Stored dataset items
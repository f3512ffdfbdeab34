pub mod config;
pub mod console;
pub mod logging;
//! Message contract between the coordinator and its clients (status relay,
//! page scrapers). Requests are decoded once at the boundary into [`Request`].

use serde::{Deserialize, Serialize};

use crate::{Contact, JobId, Task};

#[derive(Debug, Clone, PartialEq, Eq, Serialize, Deserialize)]
#[serde(tag = "type", rename_all = "SCREAMING_SNAKE_CASE")]
pub enum Request {
    StartPolling,
    StopPolling,
    GetStatus,
    ContactsScraped {
        #[serde(default)]
        contacts: Vec<Contact>,
        /// Task the contacts were scraped for. Batches for any other task are dropped.
        #[serde(default, skip_serializing_if = "Option::is_none")]
        job_id: Option<JobId>,
    },
    TriggerScrape,
}

impl Request {
    pub fn decode(raw: &str) -> Result<Self, serde_json::Error> {
        serde_json::from_str(raw)
    }
}

/// Snapshot of the poller's run state as reported to `GET_STATUS`.
#[derive(Debug, Clone, PartialEq, Eq, Default, Serialize, Deserialize)]
#[serde(rename_all = "camelCase")]
pub struct StatusSnapshot {
    pub is_running: bool,
    pub current_task: Option<Task>,
}

#[derive(Debug, Clone, Copy, PartialEq, Eq, Serialize, Deserialize)]
#[serde(rename_all = "snake_case")]
pub enum AckStatus {
    Started,
    Stopped,
    Submitted,
    Complete,
}

#[derive(Debug, Clone, Copy, PartialEq, Eq, Serialize, Deserialize)]
pub struct Ack {
    pub status: AckStatus,
    #[serde(default, skip_serializing_if = "Option::is_none")]
    pub count: Option<usize>,
}

#[derive(Debug, Clone, PartialEq, Eq, Serialize, Deserialize)]
#[serde(untagged)]
pub enum Response {
    Ack(Ack),
    Status(StatusSnapshot),
}

impl Response {
    pub fn ack(status: AckStatus) -> Self {
        Response::Ack(Ack {
            status,
            count: None,
        })
    }

    pub fn scrape_complete(count: Option<usize>) -> Self {
        Response::Ack(Ack {
            status: AckStatus::Complete,
            count,
        })
    }

    pub fn encode(&self) -> String {
        // Plain data only; serialization is infallible.
        serde_json::to_string(self).unwrap_or_default()
    }
}
use leadscout_core::{Contact, JobId, Response};
use scout_logging::{scout_error, scout_info, scout_warn};

use crate::store::{PendingBatch, PendingStore};
use crate::DeliveryError;

/// Receiver of scraped contacts (the coordinator, in production).
#[async_trait::async_trait]
pub trait ContactSink: Send + Sync {
    /// Delivers contacts scraped from the tab opened for `job_id`.
    async fn deliver(&self, job_id: &JobId, contacts: Vec<Contact>)
        -> Result<Response, DeliveryError>;
}

#[derive(Debug, Clone, PartialEq, Eq)]
pub enum Delivery {
    Delivered(Response),
    Parked,
    Lost,
}

/// Sends contacts to `sink`; parks them in `store` if the sink is gone.
pub async fn deliver_or_park(
    sink: &dyn ContactSink,
    store: &PendingStore,
    job_id: &JobId,
    contacts: Vec<Contact>,
) -> Delivery {
    let count = contacts.len();
    match sink.deliver(job_id, contacts.clone()).await {
        Ok(response) => {
            scout_info!("Sent {} contact(s) for job_id={}", count, job_id);
            Delivery::Delivered(response)
        }
        Err(err) => {
            scout_warn!("Could not deliver contacts for job_id={}: {}; parking", job_id, err);
            match store.append(PendingBatch::now(job_id.clone(), contacts)) {
                Ok(()) => Delivery::Parked,
                Err(err) => {
                    scout_error!("Failed to park contacts for job_id={}: {}", job_id, err);
                    Delivery::Lost
                }
            }
        }
    }
}
impl ContactExtractor {
    pub fn new(settings: ExtractionSettings) -> Self {
        Self { settings }
    }

    pub fn settings(&self) -> &ExtractionSettings {
        &self.settings
    }

    /// Extraction with reveal actions if enabled in settings.
    pub async fn extract(&self, page: &dyn SearchPage, task: &Task) -> Extraction {
        self.run(page, task, self.settings.reveal_emails).await
    }

    /// Reads only already-revealed emails; never spends reveal actions.
    pub async fn extract_passive(&self, page: &dyn SearchPage, task: &Task) -> Extraction {
        self.run(page, task, false).await
    }

    async fn run(&self, page: &dyn SearchPage, task: &Task, reveal: bool) -> Extraction {
        let profile = self.settings.profile;
        let selectors = profile.selectors();

        let settled = wait_for(self.settings.settle_wait(), move || async move {
            let html = page.snapshot_html().await.ok()?;
            let scan = scan_page(&html, profile);
            scan.is_settled(profile).then_some(())
        })
        .await;
        if settled.is_none() {
            scout_warn!("Results did not settle for job_id={}; reading anyway", task.job_id);
        }
        tokio::time::sleep(Duration::from_millis(self.settings.settle_buffer_ms)).await;

        let url = page.current_url().await.unwrap_or_default();
        if !url.contains(&self.settings.results_fragment) {
            scout_info!("Not on the results view ({}); skipping extraction", url);
            return Extraction::NotResultsPage { url };
        }

        let scan = match page.snapshot_html().await {
            Ok(html) => scan_page(&html, profile),
            Err(err) => {
                scout_warn!("Could not read page for job_id={}: {}", task.job_id, err);
                return Extraction::Contacts(Vec::new());
            }
        };
        if scan.no_results {
            scout_info!("No results for job_id={}", task.job_id);
            return Extraction::Contacts(Vec::new());
        }

        let cap = if reveal {
            self.settings.reveal_cap
        } else {
            self.settings.passive_cap
        };
        let check_company = profile == SelectorProfile::RoleRows
            && matches!(OrganizationFilter::for_task(task), OrganizationFilter::Name(_));
        scout_debug!(
            "Found {} contact row(s) for job_id={}, reading up to {}",
            scan.rows.len().saturating_sub(selectors.header_rows),
            task.job_id,
            cap
        );

        let mut contacts = Vec::new();
        for (offset, row) in scan
            .rows
            .iter()
            .skip(selectors.header_rows)
            .take(cap)
            .enumerate()
        {
            let row_index = selectors.header_rows + offset;
            if check_company && !company_matches(&task.company, &row.company) {
                scout_warn!("Company mismatch: {} vs {}", task.company, row.company);
                continue;
            }

            let mut contact = Contact {
                name: row.name.clone(),
                title: row.title.clone(),
                company: if row.company.is_empty() {
                    task.company.clone()
                } else {
                    row.company.clone()
                },
                email: row.email.clone().unwrap_or_default(),
            };

            let mut revealed = false;
            if contact.email.is_empty() && reveal && row.has_reveal_control {
                revealed = true;
                if let Some(email) = self.reveal_row(page, profile, row_index).await {
                    contact.email = email;
                }
            }

            if contact.has_valid_email() {
                scout_info!("Extracted {} <{}> - {}", contact.name, contact.email, contact.title);
                contacts.push(contact);
            } else {
                scout_debug!("Dropping row {} without a usable email", row_index);
            }

            if revealed {
                tokio::time::sleep(Duration::from_millis(self.settings.between_rows_ms)).await;
            }
        }

        Extraction::Contacts(contacts)
    }

    async fn reveal_row(
        &self,
        page: &dyn SearchPage,
        profile: SelectorProfile,
        row_index: usize,
    ) -> Option<String> {
        let target = RevealTarget {
            row_selector: profile.selectors().row.to_string(),
            row_index,
            control: profile.reveal_control(),
        };
        match page.reveal(&target).await {
            Ok(true) => {}
            Ok(false) => {
                scout_debug!("No reveal control in row {}", row_index);
                return None;
            }
            Err(err) => {
                scout_warn!("Reveal failed for row {}: {}", row_index, err);
                return None;
            }
        }

        tokio::time::sleep(Duration::from_millis(self.settings.reveal_settle_ms)).await;
        let html = page.snapshot_html().await.ok()?;
        let row = scan_page(&html, profile).rows.into_iter().nth(row_index)?;
        row.email.or(row.text_email)
    }
}
use crate::{Contact, JobId, Task};

#[derive(Debug, Clone, PartialEq, Eq)]
pub enum Msg {
    /// Client asked the poller to run.
    StartPolling,
    /// Client asked the poller to stop scheduling fetches.
    StopPolling,
    /// A scheduled poll timer fired.
    PollDue { generation: u64 },
    /// The backend fetch finished; `None` covers both "no task" and failures.
    TaskFetched(Option<Task>),
    /// A page scraper reported contacts. `job_id` names the task the tab was
    /// opened for; `None` means the sender could not tell.
    ContactsScraped {
        job_id: Option<JobId>,
        contacts: Vec<Contact>,
    },
}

*What to work on:* Above are the entries. Output exactly the lines beginning with the line that has "#[async_trait::async_trait]" and ending with the line that has "pub enum Delivery".

*Response:*
#[async_trait::async_trait]
pub trait ContactSink: Send + Sync {
    /// Delivers contacts scraped from the tab opened for `job_id`.
    async fn deliver(&self, job_id: &JobId, contacts: Vec<Contact>)
        -> Result<Response, DeliveryError>;
}

#[derive(Debug, Clone, PartialEq, Eq)]
pub enum Delivery {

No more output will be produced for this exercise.